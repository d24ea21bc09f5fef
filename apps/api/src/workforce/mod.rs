//! Attendance records and performance reviews.

pub mod handlers;
pub mod store;

use chrono::{DateTime, NaiveDate, Utc};
use serde::Deserialize;
use uuid::Uuid;

use crate::errors::AppError;
use crate::validation::{one_of, optional, required};

pub const MIN_RATING: i32 = 1;
pub const MAX_RATING: i32 = 5;

#[derive(Debug, Clone, Copy, PartialEq, Eq)]
pub enum AttendanceStatus {
    Present,
    Absent,
    Late,
    HalfDay,
}

impl AttendanceStatus {
    const CHOICES: [(&'static str, AttendanceStatus); 4] = [
        ("present", AttendanceStatus::Present),
        ("absent", AttendanceStatus::Absent),
        ("late", AttendanceStatus::Late),
        ("half_day", AttendanceStatus::HalfDay),
    ];

    pub fn parse(value: &str) -> Result<Self, AppError> {
        one_of("status", value, &Self::CHOICES)
    }

    pub fn as_str(self) -> &'static str {
        match self {
            AttendanceStatus::Present => "present",
            AttendanceStatus::Absent => "absent",
            AttendanceStatus::Late => "late",
            AttendanceStatus::HalfDay => "half_day",
        }
    }
}

/// `part` of `total` as a percentage rounded to one decimal.
pub fn percentage(part: i64, total: i64) -> Option<f64> {
    if total <= 0 {
        return None;
    }
    Some((part as f64 * 1000.0 / total as f64).round() / 10.0)
}

#[derive(Debug, Deserialize)]
pub struct RecordAttendanceRequest {
    pub employee_id: Option<Uuid>,
    pub date: Option<NaiveDate>,
    pub check_in: Option<DateTime<Utc>>,
    pub check_out: Option<DateTime<Utc>>,
    pub status: Option<String>,
    pub notes: Option<String>,
}

#[derive(Debug, Clone, PartialEq)]
pub struct NewAttendance {
    pub employee_id: Uuid,
    pub date: NaiveDate,
    pub check_in: Option<DateTime<Utc>>,
    pub check_out: Option<DateTime<Utc>>,
    pub status: AttendanceStatus,
    pub notes: Option<String>,
}

impl RecordAttendanceRequest {
    pub fn validate(self) -> Result<NewAttendance, AppError> {
        if let (Some(check_in), Some(check_out)) = (self.check_in, self.check_out) {
            if check_out < check_in {
                return Err(AppError::Validation(
                    "check_out must not be before check_in".to_string(),
                ));
            }
        }
        Ok(NewAttendance {
            employee_id: self
                .employee_id
                .ok_or_else(|| AppError::Validation("employee_id is required".to_string()))?,
            date: self
                .date
                .ok_or_else(|| AppError::Validation("date is required".to_string()))?,
            check_in: self.check_in,
            check_out: self.check_out,
            status: match self.status.as_deref() {
                Some(s) => AttendanceStatus::parse(s.trim())?,
                None => AttendanceStatus::Present,
            },
            notes: optional(self.notes),
        })
    }
}

#[derive(Debug, Deserialize)]
pub struct WriteReviewRequest {
    pub employee_id: Option<Uuid>,
    #[serde(default)]
    pub review_period: String,
    pub rating: Option<i32>,
    pub strengths: Option<String>,
    pub areas_for_improvement: Option<String>,
    pub goals: Option<String>,
    pub comments: Option<String>,
}

#[derive(Debug, Clone, PartialEq)]
pub struct NewReview {
    pub employee_id: Uuid,
    pub review_period: String,
    pub rating: i32,
    pub strengths: Option<String>,
    pub areas_for_improvement: Option<String>,
    pub goals: Option<String>,
    pub comments: Option<String>,
}

impl WriteReviewRequest {
    pub fn validate(self) -> Result<NewReview, AppError> {
        let rating = self
            .rating
            .ok_or_else(|| AppError::Validation("rating is required".to_string()))?;
        if !(MIN_RATING..=MAX_RATING).contains(&rating) {
            return Err(AppError::Validation(format!(
                "rating must be between {MIN_RATING} and {MAX_RATING}"
            )));
        }
        Ok(NewReview {
            employee_id: self
                .employee_id
                .ok_or_else(|| AppError::Validation("employee_id is required".to_string()))?,
            review_period: required("review_period", &self.review_period)?,
            rating,
            strengths: optional(self.strengths),
            areas_for_improvement: optional(self.areas_for_improvement),
            goals: optional(self.goals),
            comments: optional(self.comments),
        })
    }
}

#[cfg(test)]
mod tests {
    use super::*;

    fn review(rating: Option<i32>) -> WriteReviewRequest {
        WriteReviewRequest {
            employee_id: Some(Uuid::new_v4()),
            review_period: "2024-H1".to_string(),
            rating,
            strengths: Some("Ownership".to_string()),
            areas_for_improvement: None,
            goals: Some(" ".to_string()),
            comments: None,
        }
    }

    #[test]
    fn test_rating_must_be_one_to_five() {
        assert!(review(Some(0)).validate().is_err());
        assert!(review(Some(6)).validate().is_err());
        assert!(review(None).validate().is_err());
        let ok = review(Some(5)).validate().unwrap();
        assert_eq!(ok.rating, 5);
        assert_eq!(ok.goals, None);
    }

    #[test]
    fn test_review_period_is_required() {
        let mut req = review(Some(3));
        req.review_period = String::new();
        assert!(matches!(req.validate(), Err(AppError::Validation(_))));
    }

    #[test]
    fn test_attendance_defaults_to_present() {
        let req: RecordAttendanceRequest = serde_json::from_str(&format!(
            r#"{{"employee_id": "{}", "date": "2024-04-02"}}"#,
            Uuid::nil()
        ))
        .unwrap();
        assert_eq!(req.validate().unwrap().status, AttendanceStatus::Present);
    }

    #[test]
    fn test_attendance_rejects_inverted_times() {
        let req: RecordAttendanceRequest = serde_json::from_str(&format!(
            r#"{{"employee_id": "{}", "date": "2024-04-02",
                "check_in": "2024-04-02T17:00:00Z", "check_out": "2024-04-02T09:00:00Z",
                "status": "late"}}"#,
            Uuid::nil()
        ))
        .unwrap();
        assert!(req.validate().is_err());
    }

    #[test]
    fn test_percentage() {
        assert_eq!(percentage(0, 0), None);
        assert_eq!(percentage(2, 3), Some(66.7));
        assert_eq!(percentage(5, 5), Some(100.0));
    }

    #[test]
    fn test_attendance_status_values() {
        assert_eq!(
            AttendanceStatus::parse("half_day").unwrap(),
            AttendanceStatus::HalfDay
        );
        assert!(AttendanceStatus::parse("remote").is_err());
    }
}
========================================
HOW TO COMPLETE THIS TASK — Give back the data above exactly as it appears.

ANSWER TO THIS EXERCISE —
repository d24ea21bc09f5fef
filename apps/api/src/workforce/mod.rs
//! Attendance records and performance reviews.

pub mod handlers;
pub mod store;

use chrono::{DateTime, NaiveDate, Utc};
use serde::Deserialize;
use uuid::Uuid;

use crate::errors::AppError;
use crate::validation::{one_of, optional, required};

pub const MIN_RATING: i32 = 1;
pub const MAX_RATING: i32 = 5;

#[derive(Debug, Clone, Copy, PartialEq, Eq)]
pub enum AttendanceStatus {
    Present,
    Absent,
    Late,
    HalfDay,
}

impl AttendanceStatus {
    const CHOICES: [(&'static str, AttendanceStatus); 4] = [
        ("present", AttendanceStatus::Present),
        ("absent", AttendanceStatus::Absent),
        ("late", AttendanceStatus::Late),
        ("half_day", AttendanceStatus::HalfDay),
    ];

    pub fn parse(value: &str) -> Result<Self, AppError> {
        one_of("status", value, &Self::CHOICES)
    }

    pub fn as_str(self) -> &'static str {
        match self {
            AttendanceStatus::Present => "present",
            AttendanceStatus::Absent => "absent",
            AttendanceStatus::Late => "late",
            AttendanceStatus::HalfDay => "half_day",
        }
    }
}

/// `part` of `total` as a percentage rounded to one decimal.
pub fn percentage(part: i64, total: i64) -> Option<f64> {
    if total <= 0 {
        return None;
    }
    Some((part as f64 * 1000.0 / total as f64).round() / 10.0)
}

#[derive(Debug, Deserialize)]
pub struct RecordAttendanceRequest {
    pub employee_id: Option<Uuid>,
    pub date: Option<NaiveDate>,
    pub check_in: Option<DateTime<Utc>>,
    pub check_out: Option<DateTime<Utc>>,
    pub status: Option<String>,
    pub notes: Option<String>,
}

#[derive(Debug, Clone, PartialEq)]
pub struct NewAttendance {
    pub employee_id: Uuid,
    pub date: NaiveDate,
    pub check_in: Option<DateTime<Utc>>,
    pub check_out: Option<DateTime<Utc>>,
    pub status: AttendanceStatus,
    pub notes: Option<String>,
}

impl RecordAttendanceRequest {
    pub fn validate(self) -> Result<NewAttendance, AppError> {
        if let (Some(check_in), Some(check_out)) = (self.check_in, self.check_out) {
            if check_out < check_in {
                return Err(AppError::Validation(
                    "check_out must not be before check_in".to_string(),
                ));
            }
        }
        Ok(NewAttendance {
            employee_id: self
                .employee_id
                .ok_or_else(|| AppError::Validation("employee_id is required".to_string()))?,
            date: self
                .date
                .ok_or_else(|| AppError::Validation("date is required".to_string()))?,
            check_in: self.check_in,
            check_out: self.check_out,
            status: match self.status.as_deref() {
                Some(s) => AttendanceStatus::parse(s.trim())?,
                None => AttendanceStatus::Present,
            },
            notes: optional(self.notes),
        })
    }
}

#[derive(Debug, Deserialize)]
pub struct WriteReviewRequest {
    pub employee_id: Option<Uuid>,
    #[serde(default)]
    pub review_period: String,
    pub rating: Option<i32>,
    pub strengths: Option<String>,
    pub areas_for_improvement: Option<String>,
    pub goals: Option<String>,
    pub comments: Option<String>,
}

#[derive(Debug, Clone, PartialEq)]
pub struct NewReview {
    pub employee_id: Uuid,
    pub review_period: String,
    pub rating: i32,
    pub strengths: Option<String>,
    pub areas_for_improvement: Option<String>,
    pub goals: Option<String>,
    pub comments: Option<String>,
}

impl WriteReviewRequest {
    pub fn validate(self) -> Result<NewReview, AppError> {
        let rating = self
            .rating
            .ok_or_else(|| AppError::Validation("rating is required".to_string()))?;
        if !(MIN_RATING..=MAX_RATING).contains(&rating) {
            return Err(AppError::Validation(format!(
                "rating must be between {MIN_RATING} and {MAX_RATING}"
            )));
        }
        Ok(NewReview {
            employee_id: self
                .employee_id
                .ok_or_else(|| AppError::Validation("employee_id is required".to_string()))?,
            review_period: required("review_period", &self.review_period)?,
            rating,
            strengths: optional(self.strengths),
            areas_for_improvement: optional(self.areas_for_improvement),
            goals: optional(self.goals),
            comments: optional(self.comments),
        })
    }
}

#[cfg(test)]
mod tests {
    use super::*;

    fn review(rating: Option<i32>) -> WriteReviewRequest {
        WriteReviewRequest {
            employee_id: Some(Uuid::new_v4()),
            review_period: "2024-H1".to_string(),
            rating,
            strengths: Some("Ownership".to_string()),
            areas_for_improvement: None,
            goals: Some(" ".to_string()),
            comments: None,
        }
    }

    #[test]
    fn test_rating_must_be_one_to_five() {
        assert!(review(Some(0)).validate().is_err());
        assert!(review(Some(6)).validate().is_err());
        assert!(review(None).validate().is_err());
        let ok = review(Some(5)).validate().unwrap();
        assert_eq!(ok.rating, 5);
        assert_eq!(ok.goals, None);
    }

    #[test]
    fn test_review_period_is_required() {
        let mut req = review(Some(3));
        req.review_period = String::new();
        assert!(matches!(req.validate(), Err(AppError::Validation(_))));
    }

    #[test]
    fn test_attendance_defaults_to_present() {
        let req: RecordAttendanceRequest = serde_json::from_str(&format!(
            r#"{{"employee_id": "{}", "date": "2024-04-02"}}"#,
            Uuid::nil()
        ))
        .unwrap();
        assert_eq!(req.validate().unwrap().status, AttendanceStatus::Present);
    }

    #[test]
    fn test_attendance_rejects_inverted_times() {
        let req: RecordAttendanceRequest = serde_json::from_str(&format!(
            r#"{{"employee_id": "{}", "date": "2024-04-02",
                "check_in": "2024-04-02T17:00:00Z", "check_out": "2024-04-02T09:00:00Z",
                "status": "late"}}"#,
            Uuid::nil()
        ))
        .unwrap();
        assert!(req.validate().is_err());
    }

    #[test]
    fn test_percentage() {
        assert_eq!(percentage(0, 0), None);
        assert_eq!(percentage(2, 3), Some(66.7));
        assert_eq!(percentage(5, 5), Some(100.0));
    }

    #[test]
    fn test_attendance_status_values() {
        assert_eq!(
            AttendanceStatus::parse("half_day").unwrap(),
            AttendanceStatus::HalfDay
        );
        assert!(AttendanceStatus::parse("remote").is_err());
    }
}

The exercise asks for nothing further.